Dataset entries:
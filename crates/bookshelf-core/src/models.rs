//! Data models for Bookshelf
//!
//! Defines the catalog record (`Book`), its write-path inputs (`NewBook`,
//! `BookPatch`) and the small closed vocabularies attached to a record
//! (`Category`, `ReadingStatus`).
//!
//! Records are serialized as camelCase JSON so seed resources and arrays
//! persisted by earlier versions load unchanged. Read paths are lenient:
//! stored data may predate validation.

use std::fmt;
use std::str::FromStr;

use serde::{Deserialize, Deserializer, Serialize};
use thiserror::Error;
use tracing::warn;

/// Placeholder cover shown for records without an inline image
pub const DEFAULT_COVER_IMAGE: &str =
    "https://images.unsplash.com/photo-1481627834876-b7833e8f5570?w=400&h=600&fit=crop&crop=center";

/// A single catalog record
#[derive(Debug, Clone, Serialize, Deserialize, PartialEq)]
#[serde(rename_all = "camelCase")]
pub struct Book {
    /// Opaque unique identifier, assigned at creation
    pub id: String,
    #[serde(default)]
    pub title: String,
    #[serde(default)]
    pub author: String,
    /// Publication year; usually four digits but legacy values are kept as-is
    #[serde(
        default,
        skip_serializing_if = "Option::is_none",
        deserialize_with = "lenient_text"
    )]
    pub year: Option<String>,
    #[serde(
        default,
        skip_serializing_if = "Option::is_none",
        deserialize_with = "lenient_text"
    )]
    pub isbn: Option<String>,
    #[serde(default, skip_serializing_if = "Option::is_none")]
    pub description: Option<String>,
    #[serde(default, skip_serializing_if = "Option::is_none")]
    pub category: Option<Category>,
    /// Inline-encoded image (data URL)
    #[serde(default, skip_serializing_if = "Option::is_none")]
    pub cover_image: Option<String>,
    #[serde(
        default,
        skip_serializing_if = "Option::is_none",
        deserialize_with = "lenient_status"
    )]
    pub status: Option<ReadingStatus>,
}

impl Book {
    /// Materialize a record from write-path input and a freshly assigned id
    pub fn from_new(id: impl Into<String>, new: NewBook) -> Self {
        Self {
            id: id.into(),
            title: new.title,
            author: new.author,
            year: new.year,
            isbn: new.isbn,
            description: new.description,
            category: new.category,
            cover_image: new.cover_image,
            status: new.status,
        }
    }

    /// The cover image, or the shared placeholder when none is set
    pub fn cover_or_default(&self) -> &str {
        match self.cover_image.as_deref() {
            Some(cover) if !cover.is_empty() => cover,
            _ => DEFAULT_COVER_IMAGE,
        }
    }

    /// Category display string, empty when unset
    pub fn category_str(&self) -> &str {
        self.category.as_ref().map(Category::as_str).unwrap_or("")
    }

    /// Status display string, empty when unset
    pub fn status_str(&self) -> &str {
        self.status.map(ReadingStatus::as_str).unwrap_or("")
    }
}

/// A record before it has been assigned an id
#[derive(Debug, Clone, Default, Serialize, Deserialize, PartialEq)]
#[serde(rename_all = "camelCase")]
pub struct NewBook {
    pub title: String,
    pub author: String,
    #[serde(default, skip_serializing_if = "Option::is_none")]
    pub year: Option<String>,
    #[serde(default, skip_serializing_if = "Option::is_none")]
    pub isbn: Option<String>,
    #[serde(default, skip_serializing_if = "Option::is_none")]
    pub description: Option<String>,
    #[serde(default, skip_serializing_if = "Option::is_none")]
    pub category: Option<Category>,
    #[serde(default, skip_serializing_if = "Option::is_none")]
    pub cover_image: Option<String>,
    #[serde(default, skip_serializing_if = "Option::is_none")]
    pub status: Option<ReadingStatus>,
}

impl NewBook {
    pub fn new(title: impl Into<String>, author: impl Into<String>) -> Self {
        Self {
            title: title.into(),
            author: author.into(),
            ..Self::default()
        }
    }

    pub fn with_year(mut self, year: impl Into<String>) -> Self {
        self.year = Some(year.into());
        self
    }

    pub fn with_isbn(mut self, isbn: impl Into<String>) -> Self {
        self.isbn = Some(isbn.into());
        self
    }

    pub fn with_description(mut self, description: impl Into<String>) -> Self {
        self.description = Some(description.into());
        self
    }

    pub fn with_category(mut self, category: impl Into<Category>) -> Self {
        self.category = Some(category.into());
        self
    }

    pub fn with_cover_image(mut self, cover_image: impl Into<String>) -> Self {
        self.cover_image = Some(cover_image.into());
        self
    }

    pub fn with_status(mut self, status: ReadingStatus) -> Self {
        self.status = Some(status);
        self
    }
}

/// A shallow partial update
///
/// `None` leaves a field untouched. For optional record fields the inner
/// option distinguishes "set" (`Some(Some(v))`) from "clear" (`Some(None)`).
#[derive(Debug, Clone, Default, PartialEq)]
pub struct BookPatch {
    pub title: Option<String>,
    pub author: Option<String>,
    pub year: Option<Option<String>>,
    pub isbn: Option<Option<String>>,
    pub description: Option<Option<String>>,
    pub category: Option<Option<Category>>,
    pub cover_image: Option<Option<String>>,
    pub status: Option<Option<ReadingStatus>>,
}

impl BookPatch {
    pub fn new() -> Self {
        Self::default()
    }

    pub fn title(mut self, title: impl Into<String>) -> Self {
        self.title = Some(title.into());
        self
    }

    pub fn author(mut self, author: impl Into<String>) -> Self {
        self.author = Some(author.into());
        self
    }

    pub fn year(mut self, year: Option<String>) -> Self {
        self.year = Some(year);
        self
    }

    pub fn isbn(mut self, isbn: Option<String>) -> Self {
        self.isbn = Some(isbn);
        self
    }

    pub fn description(mut self, description: Option<String>) -> Self {
        self.description = Some(description);
        self
    }

    pub fn category(mut self, category: Option<Category>) -> Self {
        self.category = Some(category);
        self
    }

    pub fn cover_image(mut self, cover_image: Option<String>) -> Self {
        self.cover_image = Some(cover_image);
        self
    }

    pub fn status(mut self, status: Option<ReadingStatus>) -> Self {
        self.status = Some(status);
        self
    }

    /// True when applying this patch would change nothing
    pub fn is_empty(&self) -> bool {
        *self == Self::default()
    }

    /// Merge the present fields over `book`; the id is never touched
    pub fn apply(&self, book: &mut Book) {
        if let Some(ref title) = self.title {
            book.title = title.clone();
        }
        if let Some(ref author) = self.author {
            book.author = author.clone();
        }
        if let Some(ref year) = self.year {
            book.year = year.clone();
        }
        if let Some(ref isbn) = self.isbn {
            book.isbn = isbn.clone();
        }
        if let Some(ref description) = self.description {
            book.description = description.clone();
        }
        if let Some(ref category) = self.category {
            book.category = category.clone();
        }
        if let Some(ref cover_image) = self.cover_image {
            book.cover_image = cover_image.clone();
        }
        if let Some(status) = self.status {
            book.status = status;
        }
    }
}

/// Display tone used to color-code categories and statuses
#[derive(Debug, Clone, Copy, PartialEq, Eq)]
pub enum Tone {
    Primary,
    Accent,
    Warn,
}

/// Book category: one of the predefined values or free text
///
/// `Other` is the sentinel a form offers to switch to custom text entry; it is
/// also a legitimate stored value in its own right.
#[derive(Debug, Clone, PartialEq, Eq, Hash, Serialize, Deserialize)]
#[serde(from = "String", into = "String")]
pub enum Category {
    Fiction,
    Science,
    History,
    Biography,
    Other,
    Custom(String),
}

impl Category {
    /// Predefined categories, in the order a form offers them
    pub const PREDEFINED: [Category; 5] = [
        Category::Fiction,
        Category::Science,
        Category::History,
        Category::Biography,
        Category::Other,
    ];

    /// The sentinel select value
    pub const OTHER: &'static str = "Other";

    pub fn as_str(&self) -> &str {
        match self {
            Category::Fiction => "Fiction",
            Category::Science => "Science",
            Category::History => "History",
            Category::Biography => "Biography",
            Category::Other => Self::OTHER,
            Category::Custom(name) => name,
        }
    }

    pub fn is_predefined(&self) -> bool {
        !matches!(self, Category::Custom(_))
    }

    pub fn tone(&self) -> Tone {
        match self {
            Category::Science | Category::Other => Tone::Accent,
            Category::History => Tone::Warn,
            Category::Fiction | Category::Biography | Category::Custom(_) => Tone::Primary,
        }
    }
}

impl From<String> for Category {
    fn from(s: String) -> Self {
        match s.as_str() {
            "Fiction" => Category::Fiction,
            "Science" => Category::Science,
            "History" => Category::History,
            "Biography" => Category::Biography,
            "Other" => Category::Other,
            _ => Category::Custom(s),
        }
    }
}

impl From<&str> for Category {
    fn from(s: &str) -> Self {
        Self::from(s.to_string())
    }
}

impl From<Category> for String {
    fn from(category: Category) -> Self {
        match category {
            Category::Custom(name) => name,
            other => other.as_str().to_string(),
        }
    }
}

impl fmt::Display for Category {
    fn fmt(&self, f: &mut fmt::Formatter<'_>) -> fmt::Result {
        f.write_str(self.as_str())
    }
}

/// Reading progress of a record
#[derive(Debug, Clone, Copy, PartialEq, Eq, Hash, Serialize, Deserialize)]
pub enum ReadingStatus {
    #[serde(rename = "Want to Read")]
    WantToRead,
    #[serde(rename = "Currently Reading")]
    CurrentlyReading,
    #[serde(rename = "Read")]
    Read,
}

impl ReadingStatus {
    pub const ALL: [ReadingStatus; 3] = [
        ReadingStatus::WantToRead,
        ReadingStatus::CurrentlyReading,
        ReadingStatus::Read,
    ];

    pub fn as_str(self) -> &'static str {
        match self {
            ReadingStatus::WantToRead => "Want to Read",
            ReadingStatus::CurrentlyReading => "Currently Reading",
            ReadingStatus::Read => "Read",
        }
    }

    pub fn tone(self) -> Tone {
        match self {
            ReadingStatus::WantToRead => Tone::Accent,
            ReadingStatus::CurrentlyReading => Tone::Primary,
            ReadingStatus::Read => Tone::Warn,
        }
    }

    /// Material icon name for the status
    pub fn icon(status: Option<Self>) -> &'static str {
        match status {
            Some(ReadingStatus::WantToRead) => "bookmark_border",
            Some(ReadingStatus::CurrentlyReading) => "auto_stories",
            Some(ReadingStatus::Read) => "check_circle",
            None => "book",
        }
    }
}

impl fmt::Display for ReadingStatus {
    fn fmt(&self, f: &mut fmt::Formatter<'_>) -> fmt::Result {
        f.write_str(self.as_str())
    }
}

/// Returned when a string names no reading status
#[derive(Debug, Error, PartialEq, Eq)]
#[error("Unknown reading status: '{0}' (expected 'Want to Read', 'Currently Reading' or 'Read')")]
pub struct UnknownStatus(pub String);

impl FromStr for ReadingStatus {
    type Err = UnknownStatus;

    /// Accepts the display labels as well as kebab/snake spellings, any case
    fn from_str(s: &str) -> Result<Self, Self::Err> {
        let normalized: String = s
            .trim()
            .chars()
            .map(|c| if c == '-' || c == '_' { ' ' } else { c })
            .collect::<String>()
            .to_lowercase();

        match normalized.as_str() {
            "want to read" => Ok(ReadingStatus::WantToRead),
            "currently reading" => Ok(ReadingStatus::CurrentlyReading),
            "read" => Ok(ReadingStatus::Read),
            _ => Err(UnknownStatus(s.to_string())),
        }
    }
}

/// Accept strings, numbers or null for free-form text fields
fn lenient_text<'de, D>(deserializer: D) -> Result<Option<String>, D::Error>
where
    D: Deserializer<'de>,
{
    let value = Option::<serde_json::Value>::deserialize(deserializer)?;
    Ok(match value {
        None | Some(serde_json::Value::Null) => None,
        Some(serde_json::Value::String(s)) => Some(s),
        Some(other) => Some(other.to_string()),
    })
}

/// Unknown status strings are read as "no status" rather than failing the record
fn lenient_status<'de, D>(deserializer: D) -> Result<Option<ReadingStatus>, D::Error>
where
    D: Deserializer<'de>,
{
    let value = Option::<serde_json::Value>::deserialize(deserializer)?;
    Ok(match value {
        None | Some(serde_json::Value::Null) => None,
        Some(serde_json::Value::String(s)) if s.is_empty() => None,
        Some(serde_json::Value::String(s)) => match s.parse() {
            Ok(status) => Some(status),
            Err(e) => {
                warn!("Ignoring stored status: {}", e);
                None
            }
        },
        Some(other) => {
            warn!("Ignoring non-string stored status: {}", other);
            None
        }
    })
}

Brief>
When a line among the entries contains "year", pull that line out.

Response>
    /// Publication year; usually four digits but legacy values are kept as-is
    pub year: Option<String>,
            year: new.year,
    pub year: Option<String>,
    pub fn with_year(mut self, year: impl Into<String>) -> Self {
        self.year = Some(year.into());
    pub year: Option<Option<String>>,
    pub fn year(mut self, year: Option<String>) -> Self {
        self.year = Some(year);
        if let Some(ref year) = self.year {
            book.year = year.clone();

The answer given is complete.